THE TASK: For the word "content", search the records and show each line in which it occurs.
====== RECORDED DATA
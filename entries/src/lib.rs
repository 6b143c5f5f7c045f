//! Data model for computed energy entries
//!
//! Compositions, energy adjustments with uncertainty, computed entries and the
//! small amount of structure and unit handling the correction schemes need.

pub mod adjustment;
pub mod composition;
pub mod element;
pub mod entry;
pub mod structure;
pub mod uncertainty;
pub mod units;

pub use adjustment::{AdjustmentKind, EnergyAdjustment};
pub use composition::{Composition, FormulaError};
pub use entry::{CalcParameters, ComputedEntry, EntryData, OxideType, PotcarSpec, SulfideType};
pub use structure::{Site, Structure};
pub use uncertainty::{UFloat, Uncertainty};
pub use units::{Energy, EnergyUnit};
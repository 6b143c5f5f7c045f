//! Logging setup and result files

use color_eyre::eyre::{Result, WrapErr};
use entries::ComputedEntry;
use std::fmt;
use std::fs::{self, File};
use std::time::SystemTime as StdSystemTime;
use tracing::info;
use tracing_subscriber::{
    fmt::format::Writer, fmt::layer, fmt::time::FormatTime, layer::SubscriberExt,
    util::SubscriberInitExt, Registry,
};

/// Custom time formatter that shows only seconds
struct SecondPrecisionTimer;

impl FormatTime for SecondPrecisionTimer {
    fn format_time(&self, w: &mut Writer<'_>) -> fmt::Result {
        let now = StdSystemTime::now();
        let duration = now
            .duration_since(std::time::UNIX_EPOCH)
            .unwrap_or_default();

        let total_seconds = duration.as_secs();
        let hours = (total_seconds / 3600) % 24;
        let minutes = (total_seconds / 60) % 60;
        let seconds = total_seconds % 60;

        write!(w, "{:02}:{:02}:{:02}", hours, minutes, seconds)
    }
}

/// Setup logging to a file or stdout
pub fn setup_logging(log_path: Option<&String>) {
    match log_path {
        Some(path) => match File::create(path) {
            Ok(log) => {
                let file_layer = layer()
                    .with_writer(log)
                    .with_timer(SecondPrecisionTimer)
                    .with_ansi(false);
                Registry::default().with(file_layer).init();
                info!("Log will be written to: {}", path);
            }
            Err(err) => eprintln!("Could not create log file {}: {}", path, err),
        },
        None => {
            let stdout_layer = layer()
                .with_writer(std::io::stdout)
                .with_timer(SecondPrecisionTimer)
                .with_ansi(true);
            Registry::default().with(stdout_layer).init();
        }
    }
}

/// Write processed entries as pretty-printed JSON
pub fn write_entries(path: &str, entries: &[ComputedEntry]) -> Result<()> {
    let content =
        serde_json::to_string_pretty(entries).wrap_err("Failed to serialize processed entries")?;
    fs::write(path, content).wrap_err_with(|| format!("Unable to write entries to: {}", path))?;
    info!("Wrote {} entries to {}", entries.len(), path);
    Ok(())
}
============
SOLUTION BELOW:
    let content =
    fs::write(path, content).wrap_err_with(|| format!("Unable to write entries to: {}", path))?;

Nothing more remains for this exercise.